Journal of Biological Chemistry “Paper of the Week” Provides Insight into Vitamin Production
A Case Western Reserve University School of Medicine study in the November 22 issue of Journal of Biological Chemistry, explains how vitamin A is generated from beta carotene, its dietary precursors. The discovery sheds new light into how beta carotene’s enzymes are utilized differently contributing to the vitamin’s production. This insight will help guide solutions for vitamin A deficiency, a global public health problem affecting more than half of all countries, according to the World Health Organization.
The study, named a Paper of the Week, led by Johannes von Lintig, PhD, associate professor of pharmacology, demonstrates that beta-carotene is converted to Vitamin A and not other metabolites, which some theorized were toxic compounds.
Vitamin A deficiency is especially prevalent in developing countries of Asia, due to largely rice-based diets which lack beta-carotene, a member of the micronutrient carotenoid family. The deficiency mainly affects pregnant women and children and leads to blindness and increases morbidity.
Understanding how vitamin A is produced in the body is essential to effective public health interventions. Efforts are underway by humanitarian groups to supplement young children and fortify foods, for example in the form of “golden rice,” rice genetically modified to contain beta-carotene. The von Lintig Laboratory’s discovery validates the benefits of fortifying foods to combat the worldwide deficiency problem. Some reports indicate the problem exists in areas of the U.S. where access to fresh fruits and vegetables is scarce.
While the benefit of beta-carotene and fellow carotenoids are widely known, how the body metabolizes beta-carotene has remained a matter of debate. The reason for this controversy is the existence of the micronutrient’s two different metabolizing enzymes, BCO1 and BCO2. Some studies have suggested BCO2 metabolizes beta-carotene differently, thereby inhibiting the beneficial effects of Vitamin A.
The research team provided evidence that BCO1 directly converts beta-carotene to vitamin A. However, they discovered the second enzyme, BCO2, is also significant. It helps prepare carotenoids, other than beta-carotene, for vitamin A production. Specifically, BCO2 removes the part of the carotenoid that cannot be utilized for vitamin A production.
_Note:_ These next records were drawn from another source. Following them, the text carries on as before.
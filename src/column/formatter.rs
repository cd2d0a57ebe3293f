use super::presentation::Icon;
use super::render::Column;
use crate::error::Result;

/// Format options for column text output
#[derive(Debug, Clone, Default)]
pub struct FormatOptions {
    /// Icon-set names in brackets instead of symbols
    pub ascii: bool,
    /// Append each item's vault path
    pub show_paths: bool,
}

impl FormatOptions {
    pub fn new() -> Self {
        Self::default()
    }

    pub fn with_ascii(mut self, enabled: bool) -> Self {
        self.ascii = enabled;
        self
    }

    pub fn with_paths(mut self, show: bool) -> Self {
        self.show_paths = show;
        self
    }
}

fn icon_text(icon: &Icon, ascii: bool) -> String {
    match icon {
        Icon::Custom { .. } if ascii => "[custom]".to_string(),
        Icon::Custom { .. } => "◆".to_string(),
        Icon::Emoji { text } => text.clone(),
        Icon::Glyph { glyph } if ascii => format!("[{}]", glyph.name()),
        Icon::Glyph { glyph } => glyph.symbol().to_string(),
    }
}

/// Format a column as text: a header line, one line per item, then the
/// stats line (or the inline error message).
pub fn format_column(column: &Column, options: &FormatOptions) -> String {
    let mut output = format!("== {} [{}]\n", column.path, column.depth);

    if let Some(message) = &column.content.message {
        output.push_str(&format!("!! {}\n", message));
        return output;
    }

    for item in column.items() {
        let marker = if item.active { ">" } else { " " };
        let arrow = match (item.has_arrow, options.ascii) {
            (true, true) => " >",
            (true, false) => " ›",
            _ => "",
        };
        let path = if options.show_paths {
            format!("  ({})", item.path)
        } else {
            String::new()
        };

        output.push_str(&format!(
            "{} {} {}{}{}\n",
            marker,
            icon_text(&item.icon, options.ascii),
            item.label,
            arrow,
            path
        ));
    }

    if !column.stats_line.is_empty() {
        output.push_str(&format!("-- {}\n", column.stats_line));
    }

    output
}

/// Format a column as JSON
pub fn format_json(column: &Column, pretty: bool) -> Result<String> {
    let json = if pretty {
        serde_json::to_string_pretty(column)?
    } else {
        serde_json::to_string(column)?
    };
    Ok(json)
}

#[cfg(test)]
mod tests {
    use super::*;
    use crate::config::Config;
    use crate::vault::MemoryVault;

    fn column() -> Column {
        let vault = MemoryVault::new()
            .with_folder("n/Archive")
            .with_document("n/plan.md", 2048)
            .with_heading("n/plan.md", "Release plan");
        Column::render(&vault, &Config::default(), "n", 1)
    }

    #[test]
    fn test_format_column_ascii() {
        let output = format_column(&column(), &FormatOptions::new().with_ascii(true));
        assert!(output.starts_with("== n [1]\n"));
        assert!(output.contains("[folder] Archive >"));
        assert!(output.contains("[document] Release plan"));
        assert!(output.contains("-- 1 folder | 1 file | 2.0 KB"));
    }

    #[test]
    fn test_format_column_marks_active() {
        let mut column = column();
        column.set_active(Some("n/Archive"));
        let output = format_column(&column, &FormatOptions::default());
        assert!(output.contains("> 📁 Archive ›"));
    }

    #[test]
    fn test_format_column_paths() {
        let output = format_column(&column(), &FormatOptions::new().with_paths(true));
        assert!(output.contains("(n/plan.md)"));
    }

    #[test]
    fn test_format_json() {
        let json = format_json(&column(), false).unwrap();
        let value: serde_json::Value = serde_json::from_str(&json).unwrap();
        assert_eq!(value["path"], "n");
        assert_eq!(value["content"]["items"][1]["label"], "Release plan");
        assert_eq!(value["stats"]["total_size"], 2048);
    }
}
The remaining portion of the carotenoid is then further processed by BCO1 to generate vitamin A.
“Our study shows that beta-carotene’s second enzyme does not produce a toxic compound, as had been proposed by some researchers. Rather, the enzyme aids in the metabolizing of carotenoids, aside from beta-carotene, to become vitamin A,” said von Lintig and concluded “that beta-carotene is an important and safe precursor for vitamin A in our diet. Our findings also suggest that golden rice plants are likely very safe for consumption.”